# [Aim of the exercise]
For the material that follows, return exactly the lines from the one with "vendor control transfers" through the one with "Control transfer timeout.", both ends included.

# [Data provided]
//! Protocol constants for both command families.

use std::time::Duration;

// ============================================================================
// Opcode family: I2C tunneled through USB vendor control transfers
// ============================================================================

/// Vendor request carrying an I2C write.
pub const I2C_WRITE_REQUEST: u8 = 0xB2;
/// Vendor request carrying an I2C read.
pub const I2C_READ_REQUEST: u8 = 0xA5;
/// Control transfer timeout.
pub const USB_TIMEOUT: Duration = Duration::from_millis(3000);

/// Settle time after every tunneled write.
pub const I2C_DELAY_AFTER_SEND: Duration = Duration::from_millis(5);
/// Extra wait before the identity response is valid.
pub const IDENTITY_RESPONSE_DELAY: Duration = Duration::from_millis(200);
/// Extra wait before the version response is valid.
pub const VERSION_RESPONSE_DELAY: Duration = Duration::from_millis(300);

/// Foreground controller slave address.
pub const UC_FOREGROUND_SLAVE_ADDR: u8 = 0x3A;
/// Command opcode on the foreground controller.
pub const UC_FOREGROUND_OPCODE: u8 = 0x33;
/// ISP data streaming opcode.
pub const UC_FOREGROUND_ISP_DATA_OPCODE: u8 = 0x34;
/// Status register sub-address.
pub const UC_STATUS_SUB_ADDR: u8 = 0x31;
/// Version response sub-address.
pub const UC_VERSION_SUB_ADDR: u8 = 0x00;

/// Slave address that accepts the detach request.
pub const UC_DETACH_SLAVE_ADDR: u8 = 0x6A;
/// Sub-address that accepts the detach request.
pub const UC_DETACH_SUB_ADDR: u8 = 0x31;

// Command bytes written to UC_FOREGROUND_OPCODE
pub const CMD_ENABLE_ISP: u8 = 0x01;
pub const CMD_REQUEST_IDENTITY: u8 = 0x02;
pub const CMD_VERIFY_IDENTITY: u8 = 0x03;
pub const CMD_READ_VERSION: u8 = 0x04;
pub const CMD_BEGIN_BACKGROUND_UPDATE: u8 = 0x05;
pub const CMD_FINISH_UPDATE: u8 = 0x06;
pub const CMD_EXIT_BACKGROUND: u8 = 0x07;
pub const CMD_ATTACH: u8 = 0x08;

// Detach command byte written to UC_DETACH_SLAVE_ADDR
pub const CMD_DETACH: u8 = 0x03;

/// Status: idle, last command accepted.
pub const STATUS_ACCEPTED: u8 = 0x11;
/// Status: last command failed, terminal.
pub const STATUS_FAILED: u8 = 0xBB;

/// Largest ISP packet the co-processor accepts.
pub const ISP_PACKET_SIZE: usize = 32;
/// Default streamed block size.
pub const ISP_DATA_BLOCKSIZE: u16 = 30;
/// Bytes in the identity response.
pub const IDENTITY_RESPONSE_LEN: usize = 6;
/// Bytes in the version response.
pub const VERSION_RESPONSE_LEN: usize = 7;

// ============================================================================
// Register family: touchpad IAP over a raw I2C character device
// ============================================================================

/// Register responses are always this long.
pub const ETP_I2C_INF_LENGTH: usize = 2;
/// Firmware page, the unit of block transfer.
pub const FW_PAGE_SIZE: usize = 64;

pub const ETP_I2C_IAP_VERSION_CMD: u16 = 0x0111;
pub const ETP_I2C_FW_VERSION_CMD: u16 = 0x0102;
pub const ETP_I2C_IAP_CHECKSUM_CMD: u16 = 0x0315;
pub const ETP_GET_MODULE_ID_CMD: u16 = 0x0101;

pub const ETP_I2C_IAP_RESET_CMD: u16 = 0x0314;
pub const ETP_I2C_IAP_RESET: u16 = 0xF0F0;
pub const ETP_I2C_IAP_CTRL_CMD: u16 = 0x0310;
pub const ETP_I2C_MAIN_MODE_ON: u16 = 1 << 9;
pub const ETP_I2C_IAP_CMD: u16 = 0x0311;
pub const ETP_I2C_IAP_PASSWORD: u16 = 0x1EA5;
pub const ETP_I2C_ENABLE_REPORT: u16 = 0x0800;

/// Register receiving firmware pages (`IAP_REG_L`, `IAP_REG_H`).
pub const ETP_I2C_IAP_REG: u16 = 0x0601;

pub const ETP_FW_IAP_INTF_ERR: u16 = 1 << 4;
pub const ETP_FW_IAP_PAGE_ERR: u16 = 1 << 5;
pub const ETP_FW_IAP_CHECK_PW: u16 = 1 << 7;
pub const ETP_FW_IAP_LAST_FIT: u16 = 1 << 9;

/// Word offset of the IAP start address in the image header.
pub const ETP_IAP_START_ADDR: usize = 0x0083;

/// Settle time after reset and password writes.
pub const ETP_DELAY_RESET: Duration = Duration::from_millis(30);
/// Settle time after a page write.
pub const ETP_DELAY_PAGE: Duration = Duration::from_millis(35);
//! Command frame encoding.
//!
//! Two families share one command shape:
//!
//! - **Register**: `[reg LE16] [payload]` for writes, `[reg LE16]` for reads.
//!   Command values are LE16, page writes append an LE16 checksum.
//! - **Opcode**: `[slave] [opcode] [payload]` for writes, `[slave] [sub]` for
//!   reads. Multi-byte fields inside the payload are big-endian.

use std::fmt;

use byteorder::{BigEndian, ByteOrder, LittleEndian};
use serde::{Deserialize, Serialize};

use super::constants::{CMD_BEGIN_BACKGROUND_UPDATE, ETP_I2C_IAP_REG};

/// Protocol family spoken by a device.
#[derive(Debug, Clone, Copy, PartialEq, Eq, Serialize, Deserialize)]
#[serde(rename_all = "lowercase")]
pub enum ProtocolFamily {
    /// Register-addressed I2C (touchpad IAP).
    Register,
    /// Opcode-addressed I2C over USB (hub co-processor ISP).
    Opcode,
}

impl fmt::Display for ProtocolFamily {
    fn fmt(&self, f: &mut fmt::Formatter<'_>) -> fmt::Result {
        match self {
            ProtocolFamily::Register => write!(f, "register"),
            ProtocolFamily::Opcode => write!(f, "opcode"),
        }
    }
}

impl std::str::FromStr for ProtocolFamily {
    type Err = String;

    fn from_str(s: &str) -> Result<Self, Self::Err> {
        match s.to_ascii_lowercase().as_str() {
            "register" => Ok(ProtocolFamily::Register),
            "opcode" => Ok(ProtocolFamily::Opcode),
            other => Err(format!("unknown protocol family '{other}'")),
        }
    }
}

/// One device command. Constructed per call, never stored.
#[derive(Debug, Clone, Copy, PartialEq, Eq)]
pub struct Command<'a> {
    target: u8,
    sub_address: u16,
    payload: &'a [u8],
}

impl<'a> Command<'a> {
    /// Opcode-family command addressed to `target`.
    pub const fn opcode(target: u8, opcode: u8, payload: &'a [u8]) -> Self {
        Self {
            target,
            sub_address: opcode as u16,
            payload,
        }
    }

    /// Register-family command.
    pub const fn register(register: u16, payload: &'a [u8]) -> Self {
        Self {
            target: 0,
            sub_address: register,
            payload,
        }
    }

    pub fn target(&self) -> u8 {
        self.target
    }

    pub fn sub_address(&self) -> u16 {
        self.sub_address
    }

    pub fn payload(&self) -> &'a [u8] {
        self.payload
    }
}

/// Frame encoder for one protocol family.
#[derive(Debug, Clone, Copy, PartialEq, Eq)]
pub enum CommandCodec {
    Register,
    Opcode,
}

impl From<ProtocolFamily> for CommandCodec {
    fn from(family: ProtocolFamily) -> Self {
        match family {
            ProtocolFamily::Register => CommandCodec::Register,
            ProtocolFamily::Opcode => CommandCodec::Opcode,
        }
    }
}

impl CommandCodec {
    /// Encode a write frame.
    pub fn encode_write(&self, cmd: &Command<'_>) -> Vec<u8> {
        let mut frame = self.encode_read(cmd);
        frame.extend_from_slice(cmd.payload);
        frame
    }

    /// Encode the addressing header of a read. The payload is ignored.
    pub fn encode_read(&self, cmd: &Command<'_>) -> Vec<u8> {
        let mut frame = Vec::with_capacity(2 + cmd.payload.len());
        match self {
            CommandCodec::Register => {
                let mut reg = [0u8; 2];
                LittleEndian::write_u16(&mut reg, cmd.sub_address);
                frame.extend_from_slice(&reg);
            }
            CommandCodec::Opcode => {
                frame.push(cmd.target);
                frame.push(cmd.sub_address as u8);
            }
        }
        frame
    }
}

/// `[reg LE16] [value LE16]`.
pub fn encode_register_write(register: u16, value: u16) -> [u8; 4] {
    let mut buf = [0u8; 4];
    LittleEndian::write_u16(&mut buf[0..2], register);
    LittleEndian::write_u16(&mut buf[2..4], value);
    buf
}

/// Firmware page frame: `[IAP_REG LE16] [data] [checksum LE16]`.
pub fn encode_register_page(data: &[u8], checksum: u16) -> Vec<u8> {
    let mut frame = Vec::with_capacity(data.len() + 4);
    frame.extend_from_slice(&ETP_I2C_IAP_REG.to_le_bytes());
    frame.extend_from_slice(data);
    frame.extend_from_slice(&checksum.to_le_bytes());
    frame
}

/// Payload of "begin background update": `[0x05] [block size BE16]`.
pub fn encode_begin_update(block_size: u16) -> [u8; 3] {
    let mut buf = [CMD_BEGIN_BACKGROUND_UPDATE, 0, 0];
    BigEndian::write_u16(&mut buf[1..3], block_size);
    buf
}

# [The completed task]
// Opcode family: I2C tunneled through USB vendor control transfers
// ============================================================================

/// Vendor request carrying an I2C write.
pub const I2C_WRITE_REQUEST: u8 = 0xB2;
/// Vendor request carrying an I2C read.
pub const I2C_READ_REQUEST: u8 = 0xA5;
/// Control transfer timeout.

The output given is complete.